# [PROBLEM TO SOLVE]
Transcribe the full listing so that each line reads as it does in the original.
»»
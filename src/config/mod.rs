//! Configuration module for the GitSage dashboard client
//!
//! Provides layered configuration loading from files, environment variables, and defaults.
//!
//! # Configuration Precedence
//!
//! 1. CLI arguments (highest priority)
//! 2. Environment variables (`GITSAGE_*`)
//! 3. Configuration file (TOML)
//! 4. Default values (lowest priority)
//!
//! # Example
//!
//! ```rust
//! use gitsage_dashboard::config::GitSageConfig;
//!
//! let config = GitSageConfig::default();
//! assert_eq!(config.status.interval_ms, 30_000);
//!
//! let toml = r#"
//! [client]
//! base_url = "http://localhost:8080"
//! "#;
//! let config: GitSageConfig = toml::from_str(toml).unwrap();
//! assert_eq!(config.client.base_url, "http://localhost:8080");
//! ```

pub mod client;
pub mod error;
pub mod logging;

pub use client::ClientConfig;
pub use error::ConfigError;
pub use logging::{LogFormat, LoggingConfig};

// Component configs live next to the components that use them
pub use crate::notify::NotificationConfig;
pub use crate::status::StatusConfig;

use serde::{Deserialize, Serialize};
use std::path::Path;

/// Unified configuration for the dashboard client.
#[derive(Debug, Clone, Serialize, Deserialize, Default)]
#[serde(default)]
pub struct GitSageConfig {
    /// JSON request client settings
    pub client: ClientConfig,
    /// Environment status polling
    pub status: StatusConfig,
    /// Transient notification rendering
    pub notifications: NotificationConfig,
    /// Logging configuration
    pub logging: LoggingConfig,
}

impl GitSageConfig {
    /// Load configuration from a TOML file
    ///
    /// If path is None, returns default configuration.
    /// If path doesn't exist, returns NotFound error.
    pub fn load(path: Option<&Path>) -> Result<Self, ConfigError> {
        match path {
            Some(p) => {
                if !p.exists() {
                    return Err(ConfigError::NotFound(p.to_path_buf()));
                }
                let content = std::fs::read_to_string(p)?;
                toml::from_str(&content).map_err(|e| ConfigError::Parse(e.to_string()))
            }
            None => Ok(Self::default()),
        }
    }

    /// Apply environment variable overrides
    ///
    /// Supports GITSAGE_* environment variables for common settings.
    /// Invalid values are silently ignored (defaults are kept).
    pub fn with_env_overrides(mut self) -> Self {
        if let Ok(url) = std::env::var("GITSAGE_BASE_URL") {
            self.client.base_url = url;
        }

        if let Ok(level) = std::env::var("GITSAGE_LOG_LEVEL") {
            self.logging.level = level;
        }
        if let Ok(format) = std::env::var("GITSAGE_LOG_FORMAT") {
            if let Ok(f) = format.parse() {
                self.logging.format = f;
            }
        }

        if let Ok(interval) = std::env::var("GITSAGE_STATUS_INTERVAL_MS") {
            if let Ok(ms) = interval.parse() {
                self.status.interval_ms = ms;
            }
        }
        if let Ok(poll) = std::env::var("GITSAGE_STATUS_POLL") {
            self.status.enabled = poll.to_lowercase() == "true";
        }

        self
    }

    /// Validate configuration
    pub fn validate(&self) -> Result<(), ConfigError> {
        match reqwest::Url::parse(&self.client.base_url) {
            Ok(url) if matches!(url.scheme(), "http" | "https") => {}
            Ok(url) => {
                return Err(ConfigError::Validation {
                    field: "client.base_url".to_string(),
                    message: format!("unsupported scheme '{}'", url.scheme()),
                });
            }
            Err(e) => {
                return Err(ConfigError::Validation {
                    field: "client.base_url".to_string(),
                    message: e.to_string(),
                });
            }
        }

        if self.client.timeout_seconds == 0 {
            return Err(ConfigError::Validation {
                field: "client.timeout_seconds".to_string(),
                message: "timeout must be non-zero".to_string(),
            });
        }

        if self.status.endpoint.is_empty() {
            return Err(ConfigError::Validation {
                field: "status.endpoint".to_string(),
                message: "endpoint cannot be empty".to_string(),
            });
        }
        if self.status.interval_ms == 0 {
            return Err(ConfigError::Validation {
                field: "status.interval_ms".to_string(),
                message: "interval must be non-zero".to_string(),
            });
        }

        if self.notifications.container.is_empty() {
            return Err(ConfigError::Validation {
                field: "notifications.container".to_string(),
                message: "container selector cannot be empty".to_string(),
            });
        }
        if self.notifications.display_ms == 0 {
            return Err(ConfigError::Validation {
                field: "notifications.display_ms".to_string(),
                message: "display duration must be non-zero".to_string(),
            });
        }

        Ok(())
    }
}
««
# [THE COMPLETED TASK]
filename src/config/mod.rs
//! Configuration module for the GitSage dashboard client
//!
//! Provides layered configuration loading from files, environment variables, and defaults.
//!
//! # Configuration Precedence
//!
//! 1. CLI arguments (highest priority)
//! 2. Environment variables (`GITSAGE_*`)
//! 3. Configuration file (TOML)
//! 4. Default values (lowest priority)
//!
//! # Example
//!
//! ```rust
//! use gitsage_dashboard::config::GitSageConfig;
//!
//! let config = GitSageConfig::default();
//! assert_eq!(config.status.interval_ms, 30_000);
//!
//! let toml = r#"
//! [client]
//! base_url = "http://localhost:8080"
//! "#;
//! let config: GitSageConfig = toml::from_str(toml).unwrap();
//! assert_eq!(config.client.base_url, "http://localhost:8080");
//! ```

pub mod client;
pub mod error;
pub mod logging;

pub use client::ClientConfig;
pub use error::ConfigError;
pub use logging::{LogFormat, LoggingConfig};

// Component configs live next to the components that use them
pub use crate::notify::NotificationConfig;
pub use crate::status::StatusConfig;

use serde::{Deserialize, Serialize};
use std::path::Path;

/// Unified configuration for the dashboard client.
#[derive(Debug, Clone, Serialize, Deserialize, Default)]
#[serde(default)]
pub struct GitSageConfig {
    /// JSON request client settings
    pub client: ClientConfig,
    /// Environment status polling
    pub status: StatusConfig,
    /// Transient notification rendering
    pub notifications: NotificationConfig,
    /// Logging configuration
    pub logging: LoggingConfig,
}

impl GitSageConfig {
    /// Load configuration from a TOML file
    ///
    /// If path is None, returns default configuration.
    /// If path doesn't exist, returns NotFound error.
    pub fn load(path: Option<&Path>) -> Result<Self, ConfigError> {
        match path {
            Some(p) => {
                if !p.exists() {
                    return Err(ConfigError::NotFound(p.to_path_buf()));
                }
                let content = std::fs::read_to_string(p)?;
                toml::from_str(&content).map_err(|e| ConfigError::Parse(e.to_string()))
            }
            None => Ok(Self::default()),
        }
    }

    /// Apply environment variable overrides
    ///
    /// Supports GITSAGE_* environment variables for common settings.
    /// Invalid values are silently ignored (defaults are kept).
    pub fn with_env_overrides(mut self) -> Self {
        if let Ok(url) = std::env::var("GITSAGE_BASE_URL") {
            self.client.base_url = url;
        }

        if let Ok(level) = std::env::var("GITSAGE_LOG_LEVEL") {
            self.logging.level = level;
        }
        if let Ok(format) = std::env::var("GITSAGE_LOG_FORMAT") {
            if let Ok(f) = format.parse() {
                self.logging.format = f;
            }
        }

        if let Ok(interval) = std::env::var("GITSAGE_STATUS_INTERVAL_MS") {
            if let Ok(ms) = interval.parse() {
                self.status.interval_ms = ms;
            }
        }
        if let Ok(poll) = std::env::var("GITSAGE_STATUS_POLL") {
            self.status.enabled = poll.to_lowercase() == "true";
        }

        self
    }

    /// Validate configuration
    pub fn validate(&self) -> Result<(), ConfigError> {
        match reqwest::Url::parse(&self.client.base_url) {
            Ok(url) if matches!(url.scheme(), "http" | "https") => {}
            Ok(url) => {
                return Err(ConfigError::Validation {
                    field: "client.base_url".to_string(),
                    message: format!("unsupported scheme '{}'", url.scheme()),
                });
            }
            Err(e) => {
                return Err(ConfigError::Validation {
                    field: "client.base_url".to_string(),
                    message: e.to_string(),
                });
            }
        }

        if self.client.timeout_seconds == 0 {
            return Err(ConfigError::Validation {
                field: "client.timeout_seconds".to_string(),
                message: "timeout must be non-zero".to_string(),
            });
        }

        if self.status.endpoint.is_empty() {
            return Err(ConfigError::Validation {
                field: "status.endpoint".to_string(),
                message: "endpoint cannot be empty".to_string(),
            });
        }
        if self.status.interval_ms == 0 {
            return Err(ConfigError::Validation {
                field: "status.interval_ms".to_string(),
                message: "interval must be non-zero".to_string(),
            });
        }

        if self.notifications.container.is_empty() {
            return Err(ConfigError::Validation {
                field: "notifications.container".to_string(),
                message: "container selector cannot be empty".to_string(),
            });
        }
        if self.notifications.display_ms == 0 {
            return Err(ConfigError::Validation {
                field: "notifications.display_ms".to_string(),
                message: "display duration must be non-zero".to_string(),
            });
        }

        Ok(())
    }
}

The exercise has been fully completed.